» **Your task**:
Give back exactly the lines of the material below that start at the line containing "let record = engine.resolve_cancellable(&query, cancel);" and end at the line containing "from the output.", and no others.

═════ Input material ═════

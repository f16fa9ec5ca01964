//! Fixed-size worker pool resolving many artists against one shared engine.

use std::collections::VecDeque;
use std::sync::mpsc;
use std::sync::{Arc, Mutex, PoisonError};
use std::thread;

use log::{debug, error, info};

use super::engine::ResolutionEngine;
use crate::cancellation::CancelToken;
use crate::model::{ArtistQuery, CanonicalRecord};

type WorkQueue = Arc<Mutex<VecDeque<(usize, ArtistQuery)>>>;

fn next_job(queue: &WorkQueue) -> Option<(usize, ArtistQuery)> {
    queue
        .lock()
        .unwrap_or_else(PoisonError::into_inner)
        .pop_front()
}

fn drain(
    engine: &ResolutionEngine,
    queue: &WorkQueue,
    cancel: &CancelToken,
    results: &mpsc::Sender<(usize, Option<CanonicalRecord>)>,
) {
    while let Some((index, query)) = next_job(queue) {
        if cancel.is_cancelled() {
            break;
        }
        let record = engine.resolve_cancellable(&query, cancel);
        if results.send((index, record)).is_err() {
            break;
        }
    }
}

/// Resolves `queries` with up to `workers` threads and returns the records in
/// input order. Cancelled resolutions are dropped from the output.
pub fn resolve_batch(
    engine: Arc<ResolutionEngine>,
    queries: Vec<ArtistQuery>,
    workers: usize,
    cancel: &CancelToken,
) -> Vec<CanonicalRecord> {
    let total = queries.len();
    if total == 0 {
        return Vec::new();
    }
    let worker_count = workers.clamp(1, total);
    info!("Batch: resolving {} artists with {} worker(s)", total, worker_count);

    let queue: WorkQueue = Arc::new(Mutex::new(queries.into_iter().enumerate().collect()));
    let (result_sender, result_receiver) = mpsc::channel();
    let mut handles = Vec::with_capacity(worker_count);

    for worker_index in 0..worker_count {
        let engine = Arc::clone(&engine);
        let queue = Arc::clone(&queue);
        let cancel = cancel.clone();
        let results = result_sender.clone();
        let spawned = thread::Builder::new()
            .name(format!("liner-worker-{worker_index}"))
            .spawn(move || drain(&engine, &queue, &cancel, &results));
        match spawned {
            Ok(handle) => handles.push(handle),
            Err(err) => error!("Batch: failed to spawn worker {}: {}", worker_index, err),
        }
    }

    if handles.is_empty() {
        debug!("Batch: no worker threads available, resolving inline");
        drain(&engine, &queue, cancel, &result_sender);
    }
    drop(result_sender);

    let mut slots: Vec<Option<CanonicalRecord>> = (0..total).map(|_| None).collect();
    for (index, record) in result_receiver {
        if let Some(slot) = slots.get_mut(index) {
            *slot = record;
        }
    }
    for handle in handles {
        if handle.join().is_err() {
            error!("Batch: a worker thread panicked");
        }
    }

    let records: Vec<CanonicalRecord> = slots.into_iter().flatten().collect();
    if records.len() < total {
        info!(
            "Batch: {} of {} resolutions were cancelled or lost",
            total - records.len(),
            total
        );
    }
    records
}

═════

» **Answer area**:
        let record = engine.resolve_cancellable(&query, cancel);
        if results.send((index, record)).is_err() {
            break;
        }
    }
}

/// Resolves `queries` with up to `workers` threads and returns the records in
/// input order. Cancelled resolutions are dropped from the output.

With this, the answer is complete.